WORK REQUIRED:
Where the word "corner" occurs in a line of the listing below, copy that line.

============================================================

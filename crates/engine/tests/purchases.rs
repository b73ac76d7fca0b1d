mod common;

use chrono::{TimeZone, Utc};
use serde_json::json;

use engine::{
    Engine, EngineError, NewPurchase, PurchaseDetail, PurchaseFilter, PurchaseUpdate, Status,
};

use common::{category, engine_with_db, first_page, tag};

fn new_purchase(category_id: i32, amount: i64) -> NewPurchase {
    NewPurchase {
        category_id,
        sub_category_id: None,
        tag_ids: None,
        date: Utc.with_ymd_and_hms(2025, 3, 14, 12, 0, 0).unwrap(),
        amount,
        reason: None,
        note: None,
        color: None,
        method: 1,
        status: None,
        details: None,
    }
}

fn update_of(detail: &PurchaseDetail) -> PurchaseUpdate {
    PurchaseUpdate {
        category_id: None,
        sub_category_id: None,
        tag_ids: None,
        reason: None,
        status: None,
        details: None,
        date: detail.purchase.date,
        amount: detail.purchase.amount,
        note: detail.purchase.note.clone(),
        color: detail.purchase.color.clone(),
        method: detail.purchase.method,
    }
}

async fn count_all(engine: &Engine) -> u64 {
    let mut total = 0;
    for status in [Status::Active, Status::Inactive] {
        total += engine
            .list_purchases(
                &PurchaseFilter {
                    status: Some(status),
                    ..Default::default()
                },
                &first_page(),
            )
            .await
            .unwrap()
            .count;
    }
    total
}

#[tokio::test]
async fn add_purchase_embeds_category() {
    let (engine, _db) = engine_with_db().await;
    let groceries = category(&engine, "Groceries").await;

    let mut input = new_purchase(groceries, 5000);
    input.reason = Some("weekly shop".to_string());
    input.details = Some(json!({"store": "corner"}));
    let detail = engine.add_purchase(input).await.unwrap();

    assert_eq!(detail.purchase.amount, 5000);
    assert_eq!(detail.purchase.status, Status::Active);
    assert_eq!(detail.purchase.details, Some(json!({"store": "corner"})));
    assert_eq!(detail.category.as_ref().map(|c| c.id), Some(groceries));
    assert!(detail.sub_category.is_none());
    assert!(detail.tags.is_empty());
}

#[tokio::test]
async fn missing_category_fails_without_insert() {
    let (engine, _db) = engine_with_db().await;

    let err = engine.add_purchase(new_purchase(42, 100)).await.unwrap_err();
    assert_eq!(err, EngineError::KeyNotFound("category not found".to_string()));
    assert_eq!(count_all(&engine).await, 0);
}

#[tokio::test]
async fn inactive_category_is_not_resolvable() {
    let (engine, _db) = engine_with_db().await;
    let id = category(&engine, "Old").await;
    engine.remove_category(id).await.unwrap();

    let err = engine.add_purchase(new_purchase(id, 100)).await.unwrap_err();
    assert_eq!(err, EngineError::KeyNotFound("category not found".to_string()));
}

#[tokio::test]
async fn missing_sub_category_fails() {
    let (engine, _db) = engine_with_db().await;
    let id = category(&engine, "Food").await;

    let mut input = new_purchase(id, 100);
    input.sub_category_id = Some(999);
    let err = engine.add_purchase(input).await.unwrap_err();
    assert_eq!(err, EngineError::KeyNotFound("sub category not found".to_string()));
    assert_eq!(count_all(&engine).await, 0);
}

#[tokio::test]
async fn any_unknown_tag_aborts_the_write() {
    let (engine, _db) = engine_with_db().await;
    let id = category(&engine, "Food").await;
    let known = tag(&engine, "lunch").await;

    let mut input = new_purchase(id, 100);
    input.tag_ids = Some(format!("{known},77"));
    let err = engine.add_purchase(input).await.unwrap_err();
    assert_eq!(err, EngineError::KeyNotFound("tag not found: 77".to_string()));

    let mut input = new_purchase(id, 100);
    input.tag_ids = Some("1,x".to_string());
    let err = engine.add_purchase(input).await.unwrap_err();
    assert_eq!(err, EngineError::InvalidInput("invalid tag id: x".to_string()));

    assert_eq!(count_all(&engine).await, 0);
}

#[tokio::test]
async fn zero_amount_is_invalid() {
    let (engine, _db) = engine_with_db().await;
    let id = category(&engine, "Food").await;

    let err = engine.add_purchase(new_purchase(id, 0)).await.unwrap_err();
    assert!(matches!(err, EngineError::InvalidInput(_)));
}

#[tokio::test]
async fn tag_filter_matches_whole_ids() {
    let (engine, _db) = engine_with_db().await;
    let id = category(&engine, "Food").await;
    let mut tag_ids = Vec::new();
    for n in 1..=11 {
        tag_ids.push(tag(&engine, &format!("t{n}")).await);
    }
    let (one, eleven) = (tag_ids[0], tag_ids[10]);

    let mut input = new_purchase(id, 100);
    input.tag_ids = Some(eleven.to_string());
    engine.add_purchase(input).await.unwrap();

    let mut input = new_purchase(id, 200);
    input.tag_ids = Some(format!("{one},{eleven}"));
    let both = engine.add_purchase(input).await.unwrap();
    assert_eq!(both.tags.len(), 2);

    let with_one = engine
        .list_purchases(
            &PurchaseFilter {
                tag_ids: vec![one],
                ..Default::default()
            },
            &first_page(),
        )
        .await
        .unwrap();
    assert_eq!(with_one.count, 1);
    assert_eq!(with_one.items[0].purchase.id, both.purchase.id);

    let with_eleven = engine
        .list_purchases(
            &PurchaseFilter {
                tag_ids: vec![eleven],
                ..Default::default()
            },
            &first_page(),
        )
        .await
        .unwrap();
    assert_eq!(with_eleven.count, 2);

    let unknown = engine
        .list_purchases(
            &PurchaseFilter {
                tag_ids: vec![4242],
                ..Default::default()
            },
            &first_page(),
        )
        .await
        .unwrap();
    assert_eq!(unknown.count, 0);
}

#[tokio::test]
async fn listing_filters_and_loads_categories() {
    let (engine, _db) = engine_with_db().await;
    let food = category(&engine, "Food").await;
    let snacks = category(&engine, "Snacks").await;

    let mut input = new_purchase(food, 300);
    input.sub_category_id = Some(snacks);
    input.reason = Some("crisps at the station".to_string());
    engine.add_purchase(input).await.unwrap();
    engine.add_purchase(new_purchase(food, 900)).await.unwrap();

    let found = engine
        .list_purchases(
            &PurchaseFilter {
                reason: Some("station".to_string()),
                ..Default::default()
            },
            &first_page(),
        )
        .await
        .unwrap();
    assert_eq!(found.count, 1);
    let item = &found.items[0];
    assert_eq!(item.category.as_ref().map(|c| c.title.as_str()), Some("Food"));
    assert_eq!(
        item.sub_category.as_ref().map(|c| c.title.as_str()),
        Some("Snacks")
    );

    let by_amount = engine
        .list_purchases(
            &PurchaseFilter {
                amount: Some(900),
                category_id: Some(food),
                ..Default::default()
            },
            &first_page(),
        )
        .await
        .unwrap();
    assert_eq!(by_amount.count, 1);

    // A deactivated category is no longer embedded.
    engine.remove_category(snacks).await.unwrap();
    let found = engine
        .list_purchases(
            &PurchaseFilter {
                sub_category_id: Some(snacks),
                ..Default::default()
            },
            &first_page(),
        )
        .await
        .unwrap();
    assert_eq!(found.count, 1);
    assert!(found.items[0].sub_category.is_none());
}

#[tokio::test]
async fn update_overwrites_some_fields_and_patches_others() {
    let (engine, _db) = engine_with_db().await;
    let food = category(&engine, "Food").await;
    let travel = category(&engine, "Travel").await;

    let mut input = new_purchase(food, 300);
    input.reason = Some("lunch".to_string());
    input.note = Some("with colleagues".to_string());
    input.color = Some("blue".to_string());
    let created = engine.add_purchase(input).await.unwrap();

    let mut update = update_of(&created);
    update.category_id = Some(travel);
    update.amount = 450;
    update.note = String::new();
    update.color = String::new();
    let updated = engine
        .update_purchase(created.purchase.id, update)
        .await
        .unwrap();

    assert_eq!(updated.purchase.category_id, travel);
    assert_eq!(updated.category.as_ref().map(|c| c.id), Some(travel));
    assert_eq!(updated.purchase.amount, 450);
    // Reason is partial, note and color are replaced.
    assert_eq!(updated.purchase.reason, "lunch");
    assert_eq!(updated.purchase.note, "");
    assert_eq!(updated.purchase.color, "");

    let mut update = update_of(&updated);
    update.category_id = Some(999);
    let err = engine
        .update_purchase(created.purchase.id, update)
        .await
        .unwrap_err();
    assert_eq!(err, EngineError::KeyNotFound("category not found".to_string()));

    let err = engine
        .update_purchase(999, update_of(&updated))
        .await
        .unwrap_err();
    assert_eq!(err, EngineError::KeyNotFound("purchase not found".to_string()));
}

#[tokio::test]
async fn remove_soft_deletes_once() {
    let (engine, _db) = engine_with_db().await;
    let food = category(&engine, "Food").await;
    let created = engine.add_purchase(new_purchase(food, 10)).await.unwrap();

    engine.remove_purchase(created.purchase.id).await.unwrap();
    let err = engine
        .remove_purchase(created.purchase.id)
        .await
        .unwrap_err();
    assert_eq!(err, EngineError::KeyNotFound("purchase not found".to_string()));

    let removed = engine
        .list_purchases(
            &PurchaseFilter {
                status: Some(Status::Inactive),
                ..Default::default()
            },
            &first_page(),
        )
        .await
        .unwrap();
    assert_eq!(removed.count, 1);
    assert_eq!(removed.items[0].purchase.status, Status::Inactive);
    assert!(removed.items[0].purchase.deleted_at.is_some());
}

============================================================

SOLUTION FOR THIS EXERCISE:
    input.details = Some(json!({"store": "corner"}));
    assert_eq!(detail.purchase.details, Some(json!({"store": "corner"})));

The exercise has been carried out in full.